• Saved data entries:
• • •
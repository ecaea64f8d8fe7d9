//! Cut ordering: holes before the outline, holes in travel order.
//!
//! Cutting the outline frees the part from the sheet; anything cut after
//! that risks a shifted part. So every hole goes first, visited with a
//! nearest-neighbour greedy walk on start points, and the outline last.
//! Loops are only reordered, never reversed: their winding is fixed.

use crate::bevel::OrientedContour;
use crate::types::{ContourKind, Point};

/// Order contours for cutting, starting the walk from `origin`.
///
/// Inner contours come first in greedy nearest-start order, then the
/// outer contour(s) in the same greedy order from wherever the last hole
/// ended.
#[must_use = "returns the cut order"]
pub fn order_for_cutting(contours: Vec<OrientedContour>, origin: Point) -> Vec<OrientedContour> {
    let (inner, outer): (Vec<_>, Vec<_>) = contours
        .into_iter()
        .partition(|c| c.kind() == ContourKind::Inner);

    let mut result = Vec::with_capacity(inner.len() + outer.len());
    let mut position = origin;
    for group in [inner, outer] {
        for contour in nearest_neighbor(group, position) {
            if let Some(&start) = contour.points().first() {
                position = start;
            }
            result.push(contour);
        }
    }
    result
}

/// Greedy nearest-neighbour ordering on contour start points.
fn nearest_neighbor(mut pending: Vec<OrientedContour>, from: Point) -> Vec<OrientedContour> {
    let mut result = Vec::with_capacity(pending.len());
    let mut current = from;

    while !pending.is_empty() {
        let mut best = 0;
        let mut best_dist = f64::INFINITY;
        for (j, candidate) in pending.iter().enumerate() {
            let Some(&start) = candidate.points().first() else {
                continue;
            };
            let dist = current.distance_squared(start);
            if dist < best_dist {
                best_dist = dist;
                best = j;
            }
        }

        let next = pending.swap_remove(best);
        if let Some(&start) = next.points().first() {
            current = start;
        }
        result.push(next);
    }

    result
}

#[cfg(test)]
#[allow(clippy::unwrap_used)]
mod tests {
    use super::*;
    use crate::bevel::enforce;
    use crate::types::{Contour, ContourId};

    fn square(id: usize, kind: ContourKind, x: f64, y: f64) -> OrientedContour {
        enforce(Contour::new(
            ContourId(id),
            kind,
            vec![
                Point::new(x, y),
                Point::new(x + 1.0, y),
                Point::new(x + 1.0, y + 1.0),
                Point::new(x, y + 1.0),
            ],
        ))
        .unwrap()
    }

    #[test]
    fn holes_before_outline() {
        let contours = vec![
            square(0, ContourKind::Outer, 0.0, 0.0),
            square(1, ContourKind::Inner, 5.0, 5.0),
        ];
        let ordered = order_for_cutting(contours, Point::new(0.0, 0.0));
        let ids: Vec<usize> = ordered.iter().map(|c| c.id().0).collect();
        assert_eq!(ids, vec![1, 0]);
    }

    #[test]
    fn holes_in_nearest_order() {
        let contours = vec![
            square(0, ContourKind::Outer, 0.0, 0.0),
            square(1, ContourKind::Inner, 9.0, 0.0),
            square(2, ContourKind::Inner, 1.0, 0.0),
            square(3, ContourKind::Inner, 5.0, 0.0),
        ];
        let ordered = order_for_cutting(contours, Point::new(0.0, 0.0));
        let ids: Vec<usize> = ordered.iter().map(|c| c.id().0).collect();
        assert_eq!(ids, vec![2, 3, 1, 0]);
    }

    #[test]
    fn ordering_never_reverses() {
        let contours = vec![
            square(1, ContourKind::Inner, 3.0, 0.0),
            square(2, ContourKind::Inner, 1.0, 0.0),
        ];
        let before: Vec<Vec<Point>> = contours.iter().map(|c| c.points().to_vec()).collect();
        let ordered = order_for_cutting(contours, Point::new(0.0, 0.0));
        assert_eq!(ordered[0].points(), before[1].as_slice());
        assert_eq!(ordered[1].points(), before[0].as_slice());
    }

    #[test]
    fn empty_input() {
        assert!(order_for_cutting(Vec::new(), Point::new(0.0, 0.0)).is_empty());
    }
}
• • •
• Your assignment: Each record above has to be set down again, word for word.

• Answer to this task:
repository ecaea64f8d8fe7d9
//! Cut ordering: holes before the outline, holes in travel order.
//!
//! Cutting the outline frees the part from the sheet; anything cut after
//! that risks a shifted part. So every hole goes first, visited with a
//! nearest-neighbour greedy walk on start points, and the outline last.
//! Loops are only reordered, never reversed: their winding is fixed.

use crate::bevel::OrientedContour;
use crate::types::{ContourKind, Point};

/// Order contours for cutting, starting the walk from `origin`.
///
/// Inner contours come first in greedy nearest-start order, then the
/// outer contour(s) in the same greedy order from wherever the last hole
/// ended.
#[must_use = "returns the cut order"]
pub fn order_for_cutting(contours: Vec<OrientedContour>, origin: Point) -> Vec<OrientedContour> {
    let (inner, outer): (Vec<_>, Vec<_>) = contours
        .into_iter()
        .partition(|c| c.kind() == ContourKind::Inner);

    let mut result = Vec::with_capacity(inner.len() + outer.len());
    let mut position = origin;
    for group in [inner, outer] {
        for contour in nearest_neighbor(group, position) {
            if let Some(&start) = contour.points().first() {
                position = start;
            }
            result.push(contour);
        }
    }
    result
}

/// Greedy nearest-neighbour ordering on contour start points.
fn nearest_neighbor(mut pending: Vec<OrientedContour>, from: Point) -> Vec<OrientedContour> {
    let mut result = Vec::with_capacity(pending.len());
    let mut current = from;

    while !pending.is_empty() {
        let mut best = 0;
        let mut best_dist = f64::INFINITY;
        for (j, candidate) in pending.iter().enumerate() {
            let Some(&start) = candidate.points().first() else {
                continue;
            };
            let dist = current.distance_squared(start);
            if dist < best_dist {
                best_dist = dist;
                best = j;
            }
        }

        let next = pending.swap_remove(best);
        if let Some(&start) = next.points().first() {
            current = start;
        }
        result.push(next);
    }

    result
}

#[cfg(test)]
#[allow(clippy::unwrap_used)]
mod tests {
    use super::*;
    use crate::bevel::enforce;
    use crate::types::{Contour, ContourId};

    fn square(id: usize, kind: ContourKind, x: f64, y: f64) -> OrientedContour {
        enforce(Contour::new(
            ContourId(id),
            kind,
            vec![
                Point::new(x, y),
                Point::new(x + 1.0, y),
                Point::new(x + 1.0, y + 1.0),
                Point::new(x, y + 1.0),
            ],
        ))
        .unwrap()
    }

    #[test]
    fn holes_before_outline() {
        let contours = vec![
            square(0, ContourKind::Outer, 0.0, 0.0),
            square(1, ContourKind::Inner, 5.0, 5.0),
        ];
        let ordered = order_for_cutting(contours, Point::new(0.0, 0.0));
        let ids: Vec<usize> = ordered.iter().map(|c| c.id().0).collect();
        assert_eq!(ids, vec![1, 0]);
    }

    #[test]
    fn holes_in_nearest_order() {
        let contours = vec![
            square(0, ContourKind::Outer, 0.0, 0.0),
            square(1, ContourKind::Inner, 9.0, 0.0),
            square(2, ContourKind::Inner, 1.0, 0.0),
            square(3, ContourKind::Inner, 5.0, 0.0),
        ];
        let ordered = order_for_cutting(contours, Point::new(0.0, 0.0));
        let ids: Vec<usize> = ordered.iter().map(|c| c.id().0).collect();
        assert_eq!(ids, vec![2, 3, 1, 0]);
    }

    #[test]
    fn ordering_never_reverses() {
        let contours = vec![
            square(1, ContourKind::Inner, 3.0, 0.0),
            square(2, ContourKind::Inner, 1.0, 0.0),
        ];
        let before: Vec<Vec<Point>> = contours.iter().map(|c| c.points().to_vec()).collect();
        let ordered = order_for_cutting(contours, Point::new(0.0, 0.0));
        assert_eq!(ordered[0].points(), before[1].as_slice());
        assert_eq!(ordered[1].points(), before[0].as_slice());
    }

    #[test]
    fn empty_input() {
        assert!(order_for_cutting(Vec::new(), Point::new(0.0, 0.0)).is_empty());
    }
}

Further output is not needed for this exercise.